[Opening Input for this task section]

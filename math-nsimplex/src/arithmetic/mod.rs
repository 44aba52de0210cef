//! Arithmetic strategies for rule construction
//!
//! This module defines the two abstractions every rule is generic over:
//! - [`Scalar`]: value type stored in the barycentric points and weights
//! - [`Arithmetic`]: strategy supplying fractions and square roots
//!
//! [`FloatArithmetic`] evaluates everything in `f64`; [`ExactArithmetic`]
//! keeps rationals exact and represents square roots as [`QuadraticSurd`].

mod surd;

pub use surd::QuadraticSurd;

use ndarray::{Array, Dimension};
use num_bigint::BigInt;
use num_rational::BigRational;
use num_traits::{One, ToPrimitive, Zero};
use serde::{Deserialize, Serialize};
use std::fmt::Debug;
use std::ops::{Div, Mul, Neg, Sub};

/// Value type for barycentric coordinates and weights.
pub trait Scalar:
    Clone
    + Debug
    + PartialEq
    + Zero
    + One
    + Neg<Output = Self>
    + Sub<Output = Self>
    + Mul<Output = Self>
    + Div<Output = Self>
{
    /// Create from a non-negative integer
    fn from_usize(n: usize) -> Self;

    /// Lossy conversion to `f64`
    fn as_f64(&self) -> f64;
}

impl Scalar for f64 {
    #[inline]
    fn from_usize(n: usize) -> Self {
        n as f64
    }

    #[inline]
    fn as_f64(&self) -> f64 {
        *self
    }
}

impl Scalar for QuadraticSurd {
    fn from_usize(n: usize) -> Self {
        QuadraticSurd::from_rational(BigRational::from_integer(BigInt::from(n)))
    }

    fn as_f64(&self) -> f64 {
        self.to_f64()
    }
}

/// Runtime choice between exact and floating-point evaluation.
#[derive(Debug, Clone, Copy, PartialEq, Eq, Default, Serialize, Deserialize)]
#[serde(rename_all = "lowercase")]
pub enum ArithmeticMode {
    #[default]
    Float,
    Exact,
}

impl ArithmeticMode {
    /// `true` selects exact arithmetic.
    pub fn from_exact_flag(exact: bool) -> Self {
        if exact {
            ArithmeticMode::Exact
        } else {
            ArithmeticMode::Float
        }
    }
}

/// Numeric strategy threaded through every orbit generator.
///
/// Division by zero is not guarded: float strategies produce `inf`/`NaN`,
/// exact strategies panic, as the underlying arithmetic does.
pub trait Arithmetic {
    type Scalar: Scalar;

    /// `numer / denom`
    fn fraction(&self, numer: &BigInt, denom: &BigInt) -> Self::Scalar;

    /// `numer / denom` for machine integers
    fn ratio(&self, numer: i64, denom: i64) -> Self::Scalar {
        self.fraction(&BigInt::from(numer), &BigInt::from(denom))
    }

    /// Square root of a single value
    fn sqrt(&self, x: &Self::Scalar) -> Self::Scalar;

    /// Element-wise square root over an array of values.
    ///
    /// Rule construction only needs the scalar [`Arithmetic::sqrt`].
    fn sqrt_array<D: Dimension>(&self, x: &Array<Self::Scalar, D>) -> Array<Self::Scalar, D> {
        x.map(|v| self.sqrt(v))
    }

    fn mode(&self) -> ArithmeticMode;
}

/// `f64` quotients and `f64::sqrt`.
#[derive(Debug, Clone, Copy, Default)]
pub struct FloatArithmetic;

impl Arithmetic for FloatArithmetic {
    type Scalar = f64;

    fn fraction(&self, numer: &BigInt, denom: &BigInt) -> f64 {
        if denom.is_zero() {
            return numer.to_f64().unwrap_or(f64::NAN) / 0.0;
        }
        // Going through the exact ratio keeps huge factorials finite.
        BigRational::new(numer.clone(), denom.clone())
            .to_f64()
            .unwrap_or(f64::NAN)
    }

    #[inline]
    fn sqrt(&self, x: &f64) -> f64 {
        x.sqrt()
    }

    fn mode(&self) -> ArithmeticMode {
        ArithmeticMode::Float
    }
}

/// Exact rationals, with square roots kept symbolic.
#[derive(Debug, Clone, Copy, Default)]
pub struct ExactArithmetic;

impl Arithmetic for ExactArithmetic {
    type Scalar = QuadraticSurd;

    fn fraction(&self, numer: &BigInt, denom: &BigInt) -> QuadraticSurd {
        QuadraticSurd::from_ratio(numer.clone(), denom.clone())
    }

    fn sqrt(&self, x: &QuadraticSurd) -> QuadraticSurd {
        match x.as_rational() {
            Some(value) => QuadraticSurd::sqrt_of(value),
            None => panic!("exact square root of irrational value {x} is not supported"),
        }
    }

    fn mode(&self) -> ArithmeticMode {
        ArithmeticMode::Exact
    }
}

/// `1 / √n`, the only irrational quantity the rules need.
pub(crate) fn inverse_sqrt<A: Arithmetic>(arith: &A, n: usize) -> A::Scalar {
    A::Scalar::one() / arith.sqrt(&A::Scalar::from_usize(n))
}
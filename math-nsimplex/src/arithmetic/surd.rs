//! Exact quadratic surds `p + q·√r`
//!
//! The Walkington rules only ever take the square root of a single integer
//! per rule (`√(d+1)` for scheme 2), so every value that appears in an exact
//! rule lives in the quadratic field Q(√r). Arithmetic between two values
//! with different irrational radicands is outside that field and panics.

use num_bigint::BigInt;
use num_integer::Integer;
use num_rational::BigRational;
use num_traits::{One, Signed, ToPrimitive, Zero};
use std::fmt;
use std::ops::{Add, Div, Mul, Neg, Sub};

/// Exact value `rational + coefficient·√radicand`.
///
/// Invariants: `radicand` is square-free and positive, and it is `1` whenever
/// `coefficient` is zero. Two equal values therefore compare equal field by
/// field.
#[derive(Debug, Clone, PartialEq, Eq, Hash)]
pub struct QuadraticSurd {
    rational: BigRational,
    coefficient: BigRational,
    radicand: BigInt,
}

impl QuadraticSurd {
    /// Build `rational + coefficient·√radicand`, normalizing the radicand.
    pub fn new(rational: BigRational, coefficient: BigRational, radicand: BigInt) -> Self {
        assert!(radicand.is_positive(), "radicand must be positive, got {radicand}");

        let (square, free) = split_square_factor(&radicand);
        let coefficient = coefficient * BigRational::from_integer(square);

        if coefficient.is_zero() {
            Self::from_rational(rational)
        } else if free.is_one() {
            Self::from_rational(rational + coefficient)
        } else {
            Self {
                rational,
                coefficient,
                radicand: free,
            }
        }
    }

    /// A purely rational value.
    pub fn from_rational(rational: BigRational) -> Self {
        Self {
            rational,
            coefficient: BigRational::zero(),
            radicand: BigInt::one(),
        }
    }

    /// A rational value `numer / denom`.
    ///
    /// Panics when `denom` is zero.
    pub fn from_ratio(numer: BigInt, denom: BigInt) -> Self {
        Self::from_rational(BigRational::new(numer, denom))
    }

    /// An integer value.
    pub fn from_integer(n: i64) -> Self {
        Self::from_rational(BigRational::from_integer(BigInt::from(n)))
    }

    /// Exact square root of a non-negative rational.
    ///
    /// `√(p/q) = √(p·q) / q`; perfect squares collapse back to rationals.
    pub fn sqrt_of(value: &BigRational) -> Self {
        assert!(
            !value.is_negative(),
            "square root of negative value {value}"
        );
        if value.is_zero() {
            return Self::zero();
        }

        let numer = value.numer();
        let denom = value.denom();
        Self::new(
            BigRational::zero(),
            BigRational::new(BigInt::one(), denom.clone()),
            numer * denom,
        )
    }

    /// Rational part `p`.
    pub fn rational_part(&self) -> &BigRational {
        &self.rational
    }

    /// Coefficient `q` of the square root.
    pub fn coefficient(&self) -> &BigRational {
        &self.coefficient
    }

    /// Square-free radicand `r` (`1` for rational values).
    pub fn radicand(&self) -> &BigInt {
        &self.radicand
    }

    pub fn is_rational(&self) -> bool {
        self.coefficient.is_zero()
    }

    /// The value as a rational, if it has no irrational part.
    pub fn as_rational(&self) -> Option<&BigRational> {
        if self.is_rational() {
            Some(&self.rational)
        } else {
            None
        }
    }

    /// `p - q·√r`
    pub fn conjugate(&self) -> Self {
        Self {
            rational: self.rational.clone(),
            coefficient: -self.coefficient.clone(),
            radicand: self.radicand.clone(),
        }
    }

    /// Field norm `p² - q²·r`, always rational.
    pub fn norm(&self) -> BigRational {
        let r = BigRational::from_integer(self.radicand.clone());
        &self.rational * &self.rational - &self.coefficient * &self.coefficient * r
    }

    /// Nearest `f64` (NaN if a part does not fit).
    pub fn to_f64(&self) -> f64 {
        let p = self.rational.to_f64().unwrap_or(f64::NAN);
        if self.is_rational() {
            return p;
        }
        let q = self.coefficient.to_f64().unwrap_or(f64::NAN);
        let r = self.radicand.to_f64().unwrap_or(f64::NAN);
        p + q * r.sqrt()
    }

    fn shared_radicand(&self, other: &Self) -> BigInt {
        if self.is_rational() {
            other.radicand.clone()
        } else if other.is_rational() || self.radicand == other.radicand {
            self.radicand.clone()
        } else {
            panic!(
                "cannot combine sqrt({}) with sqrt({})",
                self.radicand, other.radicand
            );
        }
    }

    fn scale(self, factor: &BigRational) -> Self {
        Self::new(
            self.rational * factor,
            self.coefficient * factor,
            self.radicand,
        )
    }
}

/// Split `n` into `(s, f)` with `n = s²·f` and `f` square-free.
fn split_square_factor(n: &BigInt) -> (BigInt, BigInt) {
    let mut free = n.clone();
    let mut square = BigInt::one();
    let mut k = BigInt::from(2);

    while &k * &k <= free {
        let k2 = &k * &k;
        while free.is_multiple_of(&k2) {
            free /= &k2;
            square *= &k;
        }
        k += BigInt::one();
    }

    (square, free)
}

impl Zero for QuadraticSurd {
    fn zero() -> Self {
        Self::from_rational(BigRational::zero())
    }

    fn is_zero(&self) -> bool {
        self.rational.is_zero() && self.coefficient.is_zero()
    }
}

impl One for QuadraticSurd {
    fn one() -> Self {
        Self::from_rational(BigRational::one())
    }
}

impl Neg for QuadraticSurd {
    type Output = Self;

    fn neg(self) -> Self {
        Self {
            rational: -self.rational,
            coefficient: -self.coefficient,
            radicand: self.radicand,
        }
    }
}

impl Add for QuadraticSurd {
    type Output = Self;

    fn add(self, rhs: Self) -> Self {
        let radicand = self.shared_radicand(&rhs);
        Self::new(
            self.rational + rhs.rational,
            self.coefficient + rhs.coefficient,
            radicand,
        )
    }
}

impl Sub for QuadraticSurd {
    type Output = Self;

    fn sub(self, rhs: Self) -> Self {
        self + (-rhs)
    }
}

impl Mul for QuadraticSurd {
    type Output = Self;

    fn mul(self, rhs: Self) -> Self {
        // (a + b√r)(c + e√r) = (ac + be·r) + (ae + bc)√r
        let radicand = self.shared_radicand(&rhs);
        let r = BigRational::from_integer(radicand.clone());
        let rational = &self.rational * &rhs.rational + &self.coefficient * &rhs.coefficient * r;
        let coefficient = &self.rational * &rhs.coefficient + &self.coefficient * &rhs.rational;
        Self::new(rational, coefficient, radicand)
    }
}

impl Div for QuadraticSurd {
    type Output = Self;

    fn div(self, rhs: Self) -> Self {
        assert!(!rhs.is_zero(), "division by zero");
        // x / y = x·ȳ / N(y)
        let norm = rhs.norm();
        let numerator = self * rhs.conjugate();
        numerator.scale(&norm.recip())
    }
}

impl fmt::Display for QuadraticSurd {
    fn fmt(&self, f: &mut fmt::Formatter<'_>) -> fmt::Result {
        if self.is_rational() {
            return write!(f, "{}", self.rational);
        }

        let root = if self.coefficient.is_one() {
            format!("sqrt({})", self.radicand)
        } else if (-self.coefficient.clone()).is_one() {
            format!("-sqrt({})", self.radicand)
        } else {
            format!("{}*sqrt({})", self.coefficient, self.radicand)
        };

        if self.rational.is_zero() {
            write!(f, "{root}")
        } else if self.coefficient.is_negative() {
            write!(f, "{} - {}", self.rational, root.trim_start_matches('-'))
        } else {
            write!(f, "{} + {}", self.rational, root)
        }
    }
}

[Closing Input for this task section]

## Problem
Write out exactly the lines above between the line with "Self::from_rational(BigRational::one())" and the line with "impl Add for", inclusive, and nothing beyond them.

## Exercise result
        Self::from_rational(BigRational::one())
    }
}

impl Neg for QuadraticSurd {
    type Output = Self;

    fn neg(self) -> Self {
        Self {
            rational: -self.rational,
            coefficient: -self.coefficient,
            radicand: self.radicand,
        }
    }
}

impl Add for QuadraticSurd {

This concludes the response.